# WORK ITEM
Only the lines containing the string "nothing" are needed; copy all of them from the listing.

BEGIN DATA PROVIDED

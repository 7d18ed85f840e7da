//! Persistent ledger of purchases and their remaining consumable quota.
//!
//! Every operation re-reads the current row; nothing is cached between calls.
//! Single-row writes are conditional on the row's `version` and retried when a
//! concurrent writer got there first. Recording a consumable purchase folds the
//! unused quota of the buyer's earlier purchases into the new row inside one
//! transaction.

use diesel::prelude::*;
use diesel::result::{DatabaseErrorKind, Error as DieselError};
use diesel::sqlite::SqliteConnection;
use tracing::{error, info, warn};

use crate::db::DbPool;
use crate::error::{AppError, AppResult};
use crate::model::{NewPurchaseRecord, PurchaseRecord};
use crate::schema::purchases::dsl;
use crate::types::{products, ScanLookup};

const MAX_TRANSACTION_ATTEMPTS: u32 = 3;
const MAX_UPDATE_ATTEMPTS: u32 = 10;

/// Arguments to [`QuotaLedger::record_purchase`].
#[derive(Debug, Clone, Copy)]
pub struct NewPurchase<'a> {
    pub order_id: &'a str,
    pub product_id: &'a str,
    pub purchase_token: &'a str,
    pub account_id: &'a str,
    pub quantity: i32,
}

#[derive(Clone)]
pub struct QuotaLedger {
    pool: DbPool,
    scans_per_unit: i32,
}

fn is_unique_violation(err: &DieselError) -> bool {
    matches!(
        err,
        DieselError::DatabaseError(DatabaseErrorKind::UniqueViolation, _)
    )
}

impl QuotaLedger {
    pub fn new(pool: DbPool, scans_per_unit: i32) -> Self {
        Self {
            pool,
            scans_per_unit,
        }
    }

    pub fn purchase(&self, order_id: &str) -> AppResult<Option<PurchaseRecord>> {
        let mut conn = self.pool.get()?;
        Ok(find(&mut conn, order_id)?)
    }

    /// Record a purchase at most once.
    ///
    /// Returns `Ok(false)` when the order id is already known or the purchase
    /// token is already bound to another order. A failed consolidation is
    /// retried as a whole; if it keeps failing the error is surfaced and
    /// nothing is written.
    pub fn record_purchase(&self, purchase: NewPurchase<'_>) -> AppResult<bool> {
        if purchase.order_id.is_empty() || purchase.product_id.is_empty() {
            return Err(AppError::Invalid(
                "order id and product id are required".to_string(),
            ));
        }

        let mut conn = self.pool.get()?;
        let mut attempt = 0;
        loop {
            attempt += 1;
            match conn.immediate_transaction(|conn| self.record_in_transaction(conn, &purchase)) {
                Ok(recorded) => return Ok(recorded),
                Err(e) if is_unique_violation(&e) => {
                    // A concurrent caller recorded the same order or token first.
                    info!(
                        order_id = purchase.order_id,
                        "purchase recorded concurrently, not recording again"
                    );
                    return Ok(false);
                }
                Err(e) if attempt < MAX_TRANSACTION_ATTEMPTS => {
                    warn!(
                        order_id = purchase.order_id,
                        attempt,
                        error = %e,
                        "purchase transaction failed, retrying"
                    );
                }
                Err(e) => {
                    error!(
                        order_id = purchase.order_id,
                        account_id = purchase.account_id,
                        error = %e,
                        "purchase transaction failed, nothing recorded"
                    );
                    return Err(AppError::TransactionFailed(e.to_string()));
                }
            }
        }
    }

    fn record_in_transaction(
        &self,
        conn: &mut SqliteConnection,
        purchase: &NewPurchase<'_>,
    ) -> Result<bool, DieselError> {
        if find(conn, purchase.order_id)?.is_some() {
            info!(order_id = purchase.order_id, "order already recorded");
            return Ok(false);
        }

        if !purchase.purchase_token.is_empty() {
            let bound: i64 = dsl::purchases
                .filter(dsl::purchase_token.eq(purchase.purchase_token))
                .count()
                .get_result(conn)?;
            if bound > 0 {
                warn!(
                    order_id = purchase.order_id,
                    "purchase token already bound to another order"
                );
                return Ok(false);
            }
        }

        let mut scans_left = 0;
        let mut sources: Vec<PurchaseRecord> = Vec::new();
        if products::is_consumable(purchase.product_id) {
            // Purchases without an account id cannot be attributed to a buyer.
            if !purchase.account_id.is_empty() {
                sources = dsl::purchases
                    .filter(dsl::obfuscated_account_id.eq(purchase.account_id))
                    .filter(dsl::scans_left.gt(0))
                    .select(PurchaseRecord::as_select())
                    .load(conn)?;
            }
            let carry_over: i32 = sources.iter().map(|r| r.scans_left).sum();
            let granted = self.scans_per_unit.saturating_mul(purchase.quantity.max(1));
            scans_left = carry_over.saturating_add(granted);
        }

        if !sources.is_empty() {
            let ids: Vec<&str> = sources.iter().map(|r| r.order_id.as_str()).collect();
            let expected = ids.len();
            let zeroed = diesel::update(dsl::purchases.filter(dsl::order_id.eq_any(ids)))
                .filter(dsl::scans_left.gt(0))
                .set((dsl::scans_left.eq(0), dsl::version.eq(dsl::version + 1)))
                .execute(conn)?;
            if zeroed != expected {
                return Err(DieselError::RollbackTransaction);
            }
            info!(
                order_id = purchase.order_id,
                consolidated = expected,
                "folded unused scans from earlier purchases"
            );
        }

        let record = NewPurchaseRecord::new(
            purchase.order_id.to_string(),
            purchase.product_id.to_string(),
            purchase.purchase_token.to_string(),
            purchase.account_id.to_string(),
            scans_left,
        );
        diesel::insert_into(dsl::purchases)
            .values(&record)
            .execute(conn)?;

        info!(
            order_id = purchase.order_id,
            product_id = purchase.product_id,
            scans_left,
            "purchase recorded"
        );
        Ok(true)
    }

    /// Scans left on an order, binding `purchase_token` to legacy rows that have none.
    pub fn get_scans(&self, order_id: &str, purchase_token: &str) -> AppResult<ScanLookup> {
        let mut conn = self.pool.get()?;

        for _ in 0..MAX_UPDATE_ATTEMPTS {
            let Some(record) = find(&mut conn, order_id)? else {
                info!(order_id, "order not found");
                return Ok(ScanLookup::NotFound);
            };

            if !record.purchase_token.is_empty() {
                if record.purchase_token == purchase_token {
                    return Ok(ScanLookup::Found(record.scans_left));
                }
                warn!(order_id, "purchase token does not match the recorded one");
                return Ok(ScanLookup::TokenConflict);
            }

            if purchase_token.is_empty() {
                return Ok(ScanLookup::Found(record.scans_left));
            }

            let bound_elsewhere: i64 = dsl::purchases
                .filter(dsl::purchase_token.eq(purchase_token))
                .filter(dsl::order_id.ne(order_id))
                .count()
                .get_result(&mut conn)?;
            if bound_elsewhere > 0 {
                warn!(order_id, "purchase token already bound to another order");
                return Ok(ScanLookup::TokenConflict);
            }

            let updated = diesel::update(
                dsl::purchases
                    .filter(dsl::order_id.eq(order_id))
                    .filter(dsl::version.eq(record.version)),
            )
            .set((
                dsl::purchase_token.eq(purchase_token),
                dsl::time_used.eq(Some(chrono::Utc::now().naive_utc())),
                dsl::version.eq(record.version + 1),
            ))
            .execute(&mut conn);

            match updated {
                Ok(1) => {
                    info!(order_id, "bound purchase token to legacy order");
                    return Ok(ScanLookup::Found(record.scans_left));
                }
                Ok(_) => continue,
                Err(e) if is_unique_violation(&e) => return Ok(ScanLookup::TokenConflict),
                Err(e) => return Err(e.into()),
            }
        }

        error!(order_id, "gave up binding purchase token after repeated conflicts");
        Err(AppError::Conflict(format!(
            "order {order_id} kept changing while binding its purchase token"
        )))
    }

    /// Consume one scan. Returns the scans left afterwards, or 0 if none were left.
    pub fn decrement_scans(&self, order_id: &str) -> AppResult<i32> {
        Ok(self.take_scan(order_id)?.unwrap_or(0))
    }

    /// Consume one scan, or `None` if the order had none left to take.
    ///
    /// Unlike [`decrement_scans`](Self::decrement_scans) this tells a caller that
    /// moved the quota from 1 to 0 apart from one that found it already empty.
    pub fn take_scan(&self, order_id: &str) -> AppResult<Option<i32>> {
        let mut conn = self.pool.get()?;

        for attempt in 1..=MAX_UPDATE_ATTEMPTS {
            let record = match find(&mut conn, order_id)? {
                Some(record) if record.scans_left > 0 => record,
                _ => return Ok(None),
            };

            let remaining = record.scans_left - 1;
            let updated = diesel::update(
                dsl::purchases
                    .filter(dsl::order_id.eq(order_id))
                    .filter(dsl::version.eq(record.version))
                    .filter(dsl::scans_left.gt(0)),
            )
            .set((
                dsl::scans_left.eq(remaining),
                dsl::time_used.eq(Some(chrono::Utc::now().naive_utc())),
                dsl::version.eq(record.version + 1),
            ))
            .execute(&mut conn)?;

            if updated == 1 {
                info!(order_id, remaining, "scan consumed");
                return Ok(Some(remaining));
            }
            warn!(order_id, attempt, "concurrent update while consuming a scan, retrying");
        }

        error!(order_id, "gave up consuming a scan after repeated conflicts");
        Err(AppError::Conflict(format!(
            "order {order_id} kept changing while consuming a scan"
        )))
    }

    /// Touch `time_used`. Returns false if the order is unknown.
    pub fn update_time_used(&self, order_id: &str) -> AppResult<bool> {
        let mut conn = self.pool.get()?;

        for _ in 0..MAX_UPDATE_ATTEMPTS {
            let Some(record) = find(&mut conn, order_id)? else {
                return Ok(false);
            };

            let updated = diesel::update(
                dsl::purchases
                    .filter(dsl::order_id.eq(order_id))
                    .filter(dsl::version.eq(record.version)),
            )
            .set((
                dsl::time_used.eq(Some(chrono::Utc::now().naive_utc())),
                dsl::version.eq(record.version + 1),
            ))
            .execute(&mut conn)?;

            if updated == 1 {
                return Ok(true);
            }
        }

        error!(order_id, "gave up updating time used after repeated conflicts");
        Err(AppError::Conflict(format!(
            "order {order_id} kept changing while updating time used"
        )))
    }
}

fn find(conn: &mut SqliteConnection, order_id: &str) -> Result<Option<PurchaseRecord>, DieselError> {
    dsl::purchases
        .find(order_id)
        .select(PurchaseRecord::as_select())
        .first(conn)
        .optional()
}
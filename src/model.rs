use chrono::NaiveDateTime;
use diesel::prelude::*;

/// One row of the purchase ledger, keyed by the billing provider's order id.
#[derive(Queryable, Selectable, Identifiable, Debug, Clone, PartialEq, Eq)]
#[diesel(table_name = crate::schema::purchases)]
#[diesel(primary_key(order_id))]
pub struct PurchaseRecord {
    pub order_id: String,
    pub product_id: String,
    /// Empty on legacy rows until the first lookup backfills it.
    pub purchase_token: String,
    pub obfuscated_account_id: String,
    pub scans_left: i32,
    pub time_created: NaiveDateTime,
    pub time_used: Option<NaiveDateTime>,
    /// Bumped on every write; conditional updates compare against it.
    pub version: i32,
}

#[derive(Insertable, Debug, Clone)]
#[diesel(table_name = crate::schema::purchases)]
pub struct NewPurchaseRecord {
    pub order_id: String,
    pub product_id: String,
    pub purchase_token: String,
    pub obfuscated_account_id: String,
    pub scans_left: i32,
    pub time_created: NaiveDateTime,
}

impl NewPurchaseRecord {
    pub fn new(
        order_id: String,
        product_id: String,
        purchase_token: String,
        obfuscated_account_id: String,
        scans_left: i32,
    ) -> Self {
        Self {
            order_id,
            product_id,
            purchase_token,
            obfuscated_account_id,
            scans_left,
            time_created: chrono::Utc::now().naive_utc(),
        }
    }
}

#[derive(Queryable, Selectable, Insertable, Identifiable, Debug, Clone, PartialEq, Eq)]
#[diesel(table_name = crate::schema::tokens)]
#[diesel(primary_key(token))]
pub struct TokenRecord {
    pub token: String,
    /// The user key this token authenticates as.
    pub pro_order_id: String,
    pub time_expired: NaiveDateTime,
}

#[derive(Queryable, Selectable, Insertable, Debug, Clone)]
#[diesel(table_name = crate::schema::items)]
pub struct ItemRecord {
    pub kind: String,
    pub user_key: String,
    pub name: String,
    pub data: String,
    pub data_length: i64,
    pub summary: Option<String>,
}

END DATA PROVIDED

# TASK OUTPUT
//! Every operation re-reads the current row; nothing is cached between calls.
    /// nothing is written.
                        "purchase transaction failed, nothing recorded"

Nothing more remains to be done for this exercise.